>>>

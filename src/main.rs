use anyhow::*;
use clap::{Parser, Subcommand};
use clap_verbosity_flag::{InfoLevel, Verbosity};
use log::*;

use xenoisle::formation::{self, Inputs, Settings};
use xenoisle::species_tree::SpeciesTree;

#[derive(Parser, Debug)]
#[clap(author, version, about)]
struct Args {
    #[clap(subcommand)]
    command: Commands,

    #[clap(flatten)]
    verbose: Verbosity<InfoLevel>,

    /// Number of worker threads; 0 uses all cores
    #[clap(short, long, default_value_t = 0, global = true)]
    threads: usize,
}

#[derive(Subcommand, Debug)]
enum Commands {
    /// Form genomic islands from locus families and gene order
    MakeIslands {
        /// Species tree, in Newick format
        #[clap(long)]
        tree: String,

        /// Gene order table, one strain per line
        #[clap(long)]
        gene_order: String,

        /// Family file, one family per line
        #[clap(long)]
        families: String,

        /// Maps the strain names of the gene order table to species tree names
        #[clap(long)]
        name_map: Option<String>,

        /// Where to write the islands
        #[clap(short, long, default_value = "islands.out")]
        out: String,

        /// Where to write the merge summary
        #[clap(long, default_value = "islands-summary.out")]
        summary: String,

        #[clap(long, default_value_t = 2)]
        gene_proximity_range: usize,

        #[clap(long, default_value_t = 1)]
        proximity_threshold_merge1: usize,

        /// Defaults to the merge1 threshold
        #[clap(long)]
        proximity_threshold_merge2: Option<usize>,

        #[clap(long, default_value_t = 0.0, allow_hyphen_values = true)]
        rsc_threshold_merge1: f64,

        #[clap(long, default_value_t = 50)]
        max_cluster_size: usize,

        /// Node rooting the clade where islands are merged; defaults to the tree root
        #[clap(long)]
        root_focal_clade: Option<String>,
    },

    /// Count the islands of an island file at each node
    Summary {
        #[clap(long)]
        tree: String,

        #[clap(long)]
        islands: String,
    },
}

fn main() -> Result<()> {
    let args = Args::parse();
    buche::new()
        .timestamp(buche::Timestamp::Off)
        .verbosity(args.verbose.log_level_filter())
        .init()?;
    rayon::ThreadPoolBuilder::new()
        .num_threads(args.threads)
        .build_global()
        .context("while setting up the thread pool")?;
    info!("Using {} threads", rayon::current_num_threads());

    match args.command {
        Commands::MakeIslands {
            tree,
            gene_order,
            families,
            name_map,
            out,
            summary,
            gene_proximity_range,
            proximity_threshold_merge1,
            proximity_threshold_merge2,
            rsc_threshold_merge1,
            max_cluster_size,
            root_focal_clade,
        } => {
            let settings = Settings {
                gene_proximity_range,
                proximity_threshold_merge1,
                proximity_threshold_merge2: proximity_threshold_merge2
                    .unwrap_or(proximity_threshold_merge1),
                rsc_threshold_merge1,
                max_cluster_size,
                root_focal_clade,
            };
            let inputs = Inputs {
                species_tree: &tree,
                gene_order: &gene_order,
                families: &families,
                name_map: name_map.as_deref(),
            };
            let formation = formation::run(&inputs, &settings, &out, &summary)?;
            info!(
                "{} islands written to {}",
                formation.islands.iter().map(Vec::len).sum::<usize>(),
                out
            );
        }
        Commands::Summary { tree, islands } => {
            let species_tree = SpeciesTree::from_newick_file(&tree)?;
            let by_node = formation::read_islands(&islands, &species_tree)?;
            formation::write_counts(&by_node, &species_tree, &mut std::io::stdout())?;
        }
    }

    Ok(())
}
//! Game state types.

/// Game state.
#[derive(Debug, Clone, Copy, PartialEq, Eq)]
pub enum GameState {
    /// Seating players; no game has been started since the last reset.
    NotStarted,
    /// A round is waiting for bids and tricks.
    InProgress,
    /// Every round has been played and the winner is known.
    Finished,
}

<<<

◆ PROBLEM
Gather and copy every line of the data in which the string "formation" is found.

◆ SOLUTION TO THE EXERCISE
use xenoisle::formation::{self, Inputs, Settings};
            let formation = formation::run(&inputs, &settings, &out, &summary)?;
                formation.islands.iter().map(Vec::len).sum::<usize>(),
            let by_node = formation::read_islands(&islands, &species_tree)?;
            formation::write_counts(&by_node, &species_tree, &mut std::io::stdout())?;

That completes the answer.